[[ EXERCISE DATA open ]]

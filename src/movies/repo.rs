use serde::Serialize;
use sqlx::{FromRow, PgPool};
use time::OffsetDateTime;
use uuid::Uuid;

/// Movie record. Wire names stay what clients already send (`movieTitle`,
/// `image`); `user_id` is a stored reference to the creating user.
#[derive(Debug, Clone, Serialize, FromRow)]
pub struct Movie {
    pub id: Uuid,
    pub user_id: Uuid,
    #[serde(rename = "movieTitle")]
    pub title: String,
    pub year: i32,
    #[serde(rename = "image")]
    pub image_url: String,
    #[serde(with = "time::serde::rfc3339")]
    pub created_at: OffsetDateTime,
    #[serde(with = "time::serde::rfc3339")]
    pub updated_at: OffsetDateTime,
}

impl Movie {
    pub async fn find_all(db: &PgPool) -> sqlx::Result<Vec<Movie>> {
        sqlx::query_as::<_, Movie>(
            r#"
            SELECT id, user_id, title, year, image_url, created_at, updated_at
            FROM movies
            ORDER BY created_at
            "#,
        )
        .fetch_all(db)
        .await
    }

    pub async fn find_by_id(db: &PgPool, id: Uuid) -> sqlx::Result<Option<Movie>> {
        sqlx::query_as::<_, Movie>(
            r#"
            SELECT id, user_id, title, year, image_url, created_at, updated_at
            FROM movies
            WHERE id = $1
            "#,
        )
        .bind(id)
        .fetch_optional(db)
        .await
    }

    pub async fn create(
        db: &PgPool,
        user_id: Uuid,
        title: &str,
        year: i32,
        image_url: &str,
    ) -> sqlx::Result<Movie> {
        sqlx::query_as::<_, Movie>(
            r#"
            INSERT INTO movies (user_id, title, year, image_url)
            VALUES ($1, $2, $3, $4)
            RETURNING id, user_id, title, year, image_url, created_at, updated_at
            "#,
        )
        .bind(user_id)
        .bind(title)
        .bind(year)
        .bind(image_url)
        .fetch_one(db)
        .await
    }

    /// Full replace of the mutable fields. Returns the number of rows the
    /// update touched so callers can verify the mutation was observed.
    pub async fn replace(
        db: &PgPool,
        id: Uuid,
        title: &str,
        year: i32,
        image_url: &str,
    ) -> sqlx::Result<u64> {
        let result = sqlx::query(
            r#"
            UPDATE movies
            SET title = $2, year = $3, image_url = $4, updated_at = now()
            WHERE id = $1
            "#,
        )
        .bind(id)
        .bind(title)
        .bind(year)
        .bind(image_url)
        .execute(db)
        .await?;
        Ok(result.rows_affected())
    }

    /// Partial update: absent fields keep their stored value.
    pub async fn apply_patch(
        db: &PgPool,
        id: Uuid,
        title: Option<&str>,
        year: Option<i32>,
        image_url: Option<&str>,
    ) -> sqlx::Result<u64> {
        let result = sqlx::query(
            r#"
            UPDATE movies
            SET title = COALESCE($2, title),
                year = COALESCE($3, year),
                image_url = COALESCE($4, image_url),
                updated_at = now()
            WHERE id = $1
            "#,
        )
        .bind(id)
        .bind(title)
        .bind(year)
        .bind(image_url)
        .execute(db)
        .await?;
        Ok(result.rows_affected())
    }

    pub async fn delete_by_id(db: &PgPool, id: Uuid) -> sqlx::Result<u64> {
        let result = sqlx::query("DELETE FROM movies WHERE id = $1")
            .bind(id)
            .execute(db)
            .await?;
        Ok(result.rows_affected())
    }
}

#[cfg(test)]
mod tests {
    use super::*;

    #[test]
    fn movie_serializes_with_wire_names() {
        let movie = Movie {
            id: Uuid::new_v4(),
            user_id: Uuid::new_v4(),
            title: "Inception".into(),
            year: 2010,
            image_url: "https://example.com/inception.jpg".into(),
            created_at: OffsetDateTime::UNIX_EPOCH,
            updated_at: OffsetDateTime::UNIX_EPOCH,
        };

        let json = serde_json::to_value(&movie).expect("serializes");
        assert_eq!(json["movieTitle"], "Inception");
        assert_eq!(json["image"], "https://example.com/inception.jpg");
        assert_eq!(json["year"], 2010);
        assert!(json.get("title").is_none());
        assert!(json.get("image_url").is_none());
    }
}
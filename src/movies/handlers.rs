use axum::{
    extract::{Path, State},
    http::StatusCode,
    routing::get,
    Json, Router,
};
use tracing::{info, instrument};
use uuid::Uuid;

use crate::{
    auth::extractors::CurrentUser,
    error::{parse_id, ApiError, ApiResult},
    response::ApiResponse,
    state::AppState,
};

use super::dto::MovieRequest;
use super::repo::Movie;

pub fn movie_routes() -> Router<AppState> {
    Router::new()
        .route("/movies", get(list).post(create))
        .route(
            "/movies/:id",
            get(read).put(update).patch(patch_update).delete(delete_movie),
        )
}

#[instrument(skip_all)]
pub async fn list(
    State(state): State<AppState>,
    _user: CurrentUser,
) -> ApiResult<Json<ApiResponse<Vec<Movie>>>> {
    let movies = Movie::find_all(&state.db).await?;
    Ok(Json(ApiResponse::new("All movies are listed!", movies)))
}

#[instrument(skip_all)]
pub async fn create(
    State(state): State<AppState>,
    CurrentUser(user): CurrentUser,
    Json(payload): Json<MovieRequest>,
) -> ApiResult<(StatusCode, Json<ApiResponse<Movie>>)> {
    let new_movie = payload.validate().map_err(ApiError::validation)?;

    let created = Movie::create(
        &state.db,
        user.id,
        &new_movie.title,
        new_movie.year,
        &new_movie.image_url,
    )
    .await?;

    info!(movie_id = %created.id, user_id = %user.id, "new movie created");
    Ok((
        StatusCode::CREATED,
        Json(ApiResponse::new("New movie is created!", created)),
    ))
}

#[instrument(skip(state, _user))]
pub async fn read(
    State(state): State<AppState>,
    _user: CurrentUser,
    Path(id): Path<String>,
) -> ApiResult<Json<ApiResponse<Movie>>> {
    let id = parse_id(&id)?;
    let movie = Movie::find_by_id(&state.db, id)
        .await?
        .ok_or_else(|| ApiError::NotFound("Movie not found!".into()))?;
    Ok(Json(ApiResponse::new("Your movie is here!", movie)))
}

#[instrument(skip(state, _user, payload))]
pub async fn update(
    State(state): State<AppState>,
    _user: CurrentUser,
    Path(id): Path<String>,
    Json(payload): Json<MovieRequest>,
) -> ApiResult<(StatusCode, Json<ApiResponse<Movie>>)> {
    let id = parse_id(&id)?;
    let new_movie = payload.validate().map_err(ApiError::validation)?;

    Movie::find_by_id(&state.db, id)
        .await?
        .ok_or_else(|| ApiError::NotFound("Movie not found!".into()))?;

    let modified = Movie::replace(
        &state.db,
        id,
        &new_movie.title,
        new_movie.year,
        &new_movie.image_url,
    )
    .await?;
    if modified == 0 {
        return Err(ApiError::ServerFault(
            "Something went wrong! Issue at last step!".into(),
        ));
    }

    let updated = reverify(&state, id).await?;
    info!(movie_id = %id, "movie updated");
    Ok((
        StatusCode::ACCEPTED,
        Json(ApiResponse::new("Selected movie is updated!", updated)),
    ))
}

#[instrument(skip(state, _user, payload))]
pub async fn patch_update(
    State(state): State<AppState>,
    _user: CurrentUser,
    Path(id): Path<String>,
    Json(payload): Json<MovieRequest>,
) -> ApiResult<(StatusCode, Json<ApiResponse<Movie>>)> {
    let id = parse_id(&id)?;
    let patch = payload.validate_patch().map_err(ApiError::validation)?;

    Movie::find_by_id(&state.db, id)
        .await?
        .ok_or_else(|| ApiError::NotFound("Movie not found!".into()))?;

    let modified = Movie::apply_patch(
        &state.db,
        id,
        patch.title.as_deref(),
        patch.year,
        patch.image_url.as_deref(),
    )
    .await?;
    if modified == 0 {
        return Err(ApiError::ServerFault(
            "Something went wrong! Issue at last step!".into(),
        ));
    }

    let updated = reverify(&state, id).await?;
    info!(movie_id = %id, "movie patched");
    Ok((
        StatusCode::ACCEPTED,
        Json(ApiResponse::new("Selected movie is updated!", updated)),
    ))
}

#[instrument(skip(state, _user))]
pub async fn delete_movie(
    State(state): State<AppState>,
    _user: CurrentUser,
    Path(id): Path<String>,
) -> ApiResult<StatusCode> {
    let id = parse_id(&id)?;

    Movie::find_by_id(&state.db, id)
        .await?
        .ok_or_else(|| ApiError::NotFound("Movie not found!".into()))?;

    let deleted = Movie::delete_by_id(&state.db, id).await?;
    if deleted == 0 {
        return Err(ApiError::ServerFault(
            "Something went wrong! Issue at last step!".into(),
        ));
    }
    // Deletion postcondition: the row must actually be gone.
    if Movie::find_by_id(&state.db, id).await?.is_some() {
        return Err(ApiError::ServerFault(
            "Deleted movie still exists! Something went wrong!".into(),
        ));
    }

    info!(movie_id = %id, "movie deleted");
    Ok(StatusCode::NO_CONTENT)
}

/// Mutation postcondition: re-fetch the row after an update; a vanished row
/// at this point is a server fault, not a 404.
async fn reverify(state: &AppState, id: Uuid) -> ApiResult<Movie> {
    Movie::find_by_id(&state.db, id)
        .await?
        .ok_or_else(|| ApiError::ServerFault("Updated movie not found!".into()))
}
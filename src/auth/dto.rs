use serde::{Deserialize, Serialize};
use uuid::Uuid;

/// Body for `POST /auth/login`. One of `username`/`email` plus the password
/// is expected; presence is checked in the handler so the failure is a
/// domain 400, not a deserialization error.
#[derive(Debug, Deserialize)]
pub struct LoginRequest {
    pub username: Option<String>,
    pub email: Option<String>,
    pub password: Option<String>,
}

/// Identifying slice of the authenticated user, returned by login and the
/// landing route.
#[derive(Debug, Serialize)]
pub struct SessionUser {
    pub user_id: Uuid,
    pub username: String,
}
use serde::Deserialize;

const MAX_TITLE_LENGTH: usize = 50;

/// Body for movie create/update/patch. Create and PUT require every field;
/// PATCH requires at least one. The two `validate` flavors enforce that
/// split.
#[derive(Debug, Deserialize)]
pub struct MovieRequest {
    #[serde(rename = "movieTitle")]
    pub movie_title: Option<String>,
    pub year: Option<i32>,
    pub image: Option<String>,
}

/// Validated full movie input (create and PUT).
#[derive(Debug)]
pub struct NewMovie {
    pub title: String,
    pub year: i32,
    pub image_url: String,
}

/// Validated partial movie input (PATCH): at least one field is present.
#[derive(Debug)]
pub struct MoviePatch {
    pub title: Option<String>,
    pub year: Option<i32>,
    pub image_url: Option<String>,
}

fn check_title(title: &str, violations: &mut Vec<String>) {
    if title.chars().count() > MAX_TITLE_LENGTH {
        violations.push(format!(
            "movieTitle must be at most {MAX_TITLE_LENGTH} characters!"
        ));
    }
}

fn check_year(year: i32, violations: &mut Vec<String>) {
    // The original contract: the year must print as exactly four digits.
    if !(1000..=9999).contains(&year) {
        violations.push("year must be a 4 digit number!".into());
    }
}

fn check_image(image: &str, violations: &mut Vec<String>) {
    if !image.starts_with("http://") && !image.starts_with("https://") {
        violations.push("image must start with http:// or https://!".into());
    }
}

impl MovieRequest {
    pub fn validate(self) -> Result<NewMovie, Vec<String>> {
        let mut violations = Vec::new();

        let title = self
            .movie_title
            .as_deref()
            .unwrap_or_default()
            .trim()
            .to_string();
        if title.is_empty() {
            violations.push("movieTitle is a required field!".into());
        } else {
            check_title(&title, &mut violations);
        }

        let year = match self.year {
            None => {
                violations.push("year is a required field!".into());
                0
            }
            Some(year) => {
                check_year(year, &mut violations);
                year
            }
        };

        let image_url = self.image.as_deref().unwrap_or_default().trim().to_string();
        if image_url.is_empty() {
            violations.push("image is a required field!".into());
        } else {
            check_image(&image_url, &mut violations);
        }

        if violations.is_empty() {
            Ok(NewMovie {
                title,
                year,
                image_url,
            })
        } else {
            Err(violations)
        }
    }

    pub fn validate_patch(self) -> Result<MoviePatch, Vec<String>> {
        let title = self
            .movie_title
            .as_deref()
            .map(str::trim)
            .filter(|v| !v.is_empty())
            .map(str::to_string);
        let image_url = self
            .image
            .as_deref()
            .map(str::trim)
            .filter(|v| !v.is_empty())
            .map(str::to_string);

        if title.is_none() && self.year.is_none() && image_url.is_none() {
            return Err(vec![
                "On patch method, at least one field should be provided: movieTitle, year, image!"
                    .into(),
            ]);
        }

        let mut violations = Vec::new();
        if let Some(title) = title.as_deref() {
            check_title(title, &mut violations);
        }
        if let Some(year) = self.year {
            check_year(year, &mut violations);
        }
        if let Some(image_url) = image_url.as_deref() {
            check_image(image_url, &mut violations);
        }

        if violations.is_empty() {
            Ok(MoviePatch {
                title,
                year: self.year,
                image_url,
            })
        } else {
            Err(violations)
        }
    }
}

#[cfg(test)]
mod tests {
    use super::*;

    fn request(title: Option<&str>, year: Option<i32>, image: Option<&str>) -> MovieRequest {
        MovieRequest {
            movie_title: title.map(str::to_string),
            year,
            image: image.map(str::to_string),
        }
    }

    #[test]
    fn full_request_validates_and_trims() {
        let movie = request(Some("  Inception "), Some(2010), Some("https://x"))
            .validate()
            .expect("valid movie");
        assert_eq!(movie.title, "Inception");
        assert_eq!(movie.year, 2010);
        assert_eq!(movie.image_url, "https://x");
    }

    #[test]
    fn all_missing_fields_are_reported() {
        let violations = request(None, None, None)
            .validate()
            .expect_err("nothing provided");
        assert_eq!(violations.len(), 3);
    }

    #[test]
    fn year_must_have_exactly_four_digits() {
        for year in [999, 10_000, 0, -2010] {
            let violations = request(Some("Inception"), Some(year), Some("https://x"))
                .validate()
                .expect_err("bad year");
            assert!(violations[0].contains("4 digit"));
        }
        assert!(request(Some("Inception"), Some(1000), Some("https://x"))
            .validate()
            .is_ok());
        assert!(request(Some("Inception"), Some(9999), Some("https://x"))
            .validate()
            .is_ok());
    }

    #[test]
    fn image_must_be_http_or_https() {
        let violations = request(Some("Inception"), Some(2010), Some("ftp://x"))
            .validate()
            .expect_err("bad scheme");
        assert!(violations[0].contains("http://"));

        assert!(request(Some("Inception"), Some(2010), Some("http://x"))
            .validate()
            .is_ok());
    }

    #[test]
    fn over_long_title_is_rejected() {
        let long = "x".repeat(51);
        let violations = request(Some(&long), Some(2010), Some("https://x"))
            .validate()
            .expect_err("long title");
        assert!(violations[0].contains("at most 50"));
    }

    #[test]
    fn patch_requires_at_least_one_field() {
        let violations = request(None, None, None)
            .validate_patch()
            .expect_err("empty patch");
        assert!(violations[0].contains("at least one field"));
    }

    #[test]
    fn patch_with_single_field_passes() {
        let patch = request(None, Some(1999), None)
            .validate_patch()
            .expect("year-only patch");
        assert_eq!(patch.year, Some(1999));
        assert!(patch.title.is_none());
        assert!(patch.image_url.is_none());
    }

    #[test]
    fn patch_still_validates_present_fields() {
        let violations = request(None, Some(99), None)
            .validate_patch()
            .expect_err("bad year in patch");
        assert!(violations[0].contains("4 digit"));
    }
}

[[ EXERCISE DATA closed ]]

• [WORK REQUEST]:
Please tally every line of the entries that holds "super" and answer with that figure alone.

• [ANSWER TO THIS TASK]:
4